Las Vegas and Macau (now the world’s biggest gambling zone) may dominate the world's gambling tables, but another Asian city is clamoring for a place among the world’s gaming hot spots: Manila.
On Saturday President Benigno Aquino unveiled a U.S. $1.2 billion casino on reclaimed land in Manila. The Philippines is opening the facility as part of its high stakes bet to enter the gambling business alongside high-roller Macau.
Solaire Manila Resorts is just the first in a master plan to erect four massive complexes in Manila Bay and build an “Entertainment City” from scratch. Philippine billionaire Enrique Razon, controller of the casino, was present alongside President Aquino at the casino’s opening festivities, which included performances by dancers pirouetting on ropes hanging from the ceiling.
The casino is of epic proportions. With a floor space spanning 18,500 square meters, the venue features 500 hotel rooms, seven restaurants, a parking lot with 2,000 spaces, 300 gaming tables and 1,200 slot machines. And this, for an investment of $750 million, is just the beginning. It’s already being expanded and will one day include VIP sections, 300 suites, a Broadway style theatre with 1,800 seats and 60,000 square meters devoted to retail – in total adding another U.S. $400 million to the project’s price tag.
Solaire is run by Las Vegas-based Global Gaming Asset Management, with the other three casinos slated to open on the same land being funded by major foreign backers.

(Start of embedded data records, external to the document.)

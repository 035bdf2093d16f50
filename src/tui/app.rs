use std::path::PathBuf;
use std::sync::Arc;

use crossterm::event::{self, Event, KeyEvent, KeyEventKind};
use ratatui::layout::{Constraint, Layout};
use ratatui::{Frame, Terminal};
use tokio::runtime::Runtime;
use tracing::debug;

use crate::config::Config;
use crate::services::{FilePathPicker, HttpEventService, HttpObjectStorage, TokenFileIdentity};
use crate::workflow::{Alert, RecordingHost, Rejection, SubmitOutcome, Submission, pick_banner};

use super::action::{Action, ScreenState};
use super::error::AppError;
use super::screens::{HomeState, NewEventState, draw_home, draw_new_event};
use super::widgets::{StatusBarContext, draw_status_bar};

/// All screens the app can navigate between.
#[derive(Debug, Clone, Copy, PartialEq, Eq, Hash)]
pub enum Screen {
    /// Summary of the session; the screen new-event returns to.
    Home,
    /// Create a new event.
    NewEvent,
}

/// Workflow queued by a key press, run after the next draw.
#[derive(Debug, Clone, PartialEq, Eq)]
enum Pending {
    Submit,
    PickBanner(String),
}

impl Pending {
    fn label(&self) -> &'static str {
        match self {
            Self::Submit => "Submitting event",
            Self::PickBanner(_) => "Opening banner",
        }
    }
}

/// Top-level application state.
pub struct App {
    screen: Screen,
    home: HomeState,
    new_event: NewEventState,
    submission: Submission,
    media_root: Option<PathBuf>,
    runtime: Runtime,
    alert: Option<Alert>,
    pending: Option<Pending>,
    should_quit: bool,
}

impl App {
    /// Creates a new `App` starting on the [`Screen::Home`] screen.
    pub fn new(submission: Submission, media_root: Option<PathBuf>) -> Result<Self, AppError> {
        let runtime = tokio::runtime::Builder::new_current_thread()
            .enable_all()
            .build()?;
        Ok(Self {
            screen: Screen::Home,
            home: HomeState::new(),
            new_event: NewEventState::new(today()),
            submission,
            media_root,
            runtime,
            alert: None,
            pending: None,
            should_quit: false,
        })
    }

    /// Wires the HTTP and file-backed collaborators described by `config`.
    pub fn from_config(config: &Config) -> Result<Self, AppError> {
        let client = reqwest::Client::builder()
            .user_agent(concat!("eventdesk/", env!("CARGO_PKG_VERSION")))
            .build()?;
        let submission = Submission::new(
            Arc::new(TokenFileIdentity::new(&config.token_path)),
            Arc::new(HttpObjectStorage::new(client.clone(), &config.storage_url)),
            Arc::new(HttpEventService::new(client, &config.api_url)),
        )
        .stay_on_failure(config.stay_on_failure);
        Self::new(submission, config.media_root.clone())
    }

    /// Main event loop: draw → run queued workflow or read event → check quit.
    #[cfg_attr(coverage_nightly, coverage(off))]
    #[mutants::skip]
    pub fn run<B: ratatui::backend::Backend>(
        &mut self,
        terminal: &mut Terminal<B>,
    ) -> Result<(), AppError> {
        while !self.should_quit {
            terminal.draw(|frame| self.draw(frame))?;
            if self.pending.is_some() {
                self.run_pending();
                continue;
            }
            if let Event::Key(key) = event::read()? {
                self.handle_key(key);
            }
        }
        Ok(())
    }

    #[cfg_attr(coverage_nightly, coverage(off))]
    #[mutants::skip]
    fn draw(&self, frame: &mut Frame) {
        let [main_area, status_area] =
            Layout::vertical([Constraint::Min(0), Constraint::Length(1)]).areas(frame.area());

        match self.screen {
            Screen::Home => draw_home(&self.home, frame, main_area),
            Screen::NewEvent => draw_new_event(&self.new_event, frame, main_area),
        }

        let ctx = StatusBarContext {
            alert: self.alert.clone(),
            busy: self.pending.as_ref().map(|p| p.label().to_string()),
        };
        draw_status_bar(&ctx, frame, status_area);
    }

    /// Dispatches a key press to the current screen and applies its action.
    pub fn handle_key(&mut self, key: KeyEvent) {
        if key.kind != KeyEventKind::Press || self.pending.is_some() {
            return;
        }
        let action = match self.screen {
            Screen::Home => self.home.handle_key(key),
            Screen::NewEvent => self.new_event.handle_key(key),
        };
        self.apply(action);
    }

    fn apply(&mut self, action: Action) {
        match action {
            Action::None => {}
            Action::Navigate(screen) => self.navigate(screen),
            Action::SubmitEvent => self.pending = Some(Pending::Submit),
            Action::PickBanner(path) => self.pending = Some(Pending::PickBanner(path)),
            Action::Quit => self.should_quit = true,
        }
    }

    fn navigate(&mut self, screen: Screen) {
        debug!(from = ?self.screen, to = ?screen, "navigate");
        if screen == Screen::NewEvent {
            // The draft does not outlive the screen.
            self.new_event = NewEventState::new(today());
            self.alert = None;
        }
        self.screen = screen;
    }

    /// Runs the queued workflow, if any, to completion.
    pub fn run_pending(&mut self) {
        let Some(pending) = self.pending.take() else {
            return;
        };
        let mut host = RecordingHost::default();
        match pending {
            Pending::Submit => {
                let outcome = self
                    .runtime
                    .block_on(self.submission.submit(self.new_event.form_mut(), &mut host));
                match outcome {
                    SubmitOutcome::Created(event) => self.home.record(event),
                    SubmitOutcome::Rejected(Rejection::Invalid(e)) => {
                        self.new_event.set_field_error(e.field(), e.to_string());
                    }
                    SubmitOutcome::Rejected(Rejection::Unauthenticated) | SubmitOutcome::Failed => {}
                }
            }
            Pending::PickBanner(path) => {
                let picker = FilePathPicker::new(path, self.media_root.clone());
                self.runtime
                    .block_on(pick_banner(self.new_event.form_mut(), &picker, &mut host));
                self.new_event.close_banner_prompt();
            }
        }
        self.apply_host(host);
    }

    fn apply_host(&mut self, host: RecordingHost) {
        if let Some(alert) = host.alerts.into_iter().last() {
            self.alert = Some(alert);
        }
        for _ in 0..host.navigated_back {
            self.navigate(Screen::Home);
        }
    }

    /// Returns the current screen.
    pub fn screen(&self) -> Screen {
        self.screen
    }

    /// Returns `true` if the app should quit.
    pub fn should_quit(&self) -> bool {
        self.should_quit
    }

    /// Returns the most recent alert.
    pub fn alert(&self) -> Option<&Alert> {
        self.alert.as_ref()
    }

    /// Returns the home screen state.
    pub fn home(&self) -> &HomeState {
        &self.home
    }

    /// Returns the new event screen state.
    pub fn new_event(&self) -> &NewEventState {
        &self.new_event
    }
}

fn today() -> chrono::NaiveDate {
    chrono::Local::now().date_naive()
}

Another casino project, the Belle Grande, is a joint-venture between the Philippines’ richest man Henry Sy, Australian billionaire James Packer and magnate Lawrence Ho of Macau. The other two complexes are being backed by Japanese gambling mogul Kazuo Okada and the Genting Group of Malaysia, with additional backing by Chinese-Filipinos.
The goal for the man-made island is ambitious. Cristino Naguiat, head of Philippine Amusement and Gaming Corp, said the casinos, when opened, could contribute to the government’s goal of attracting 10 million tourists each year.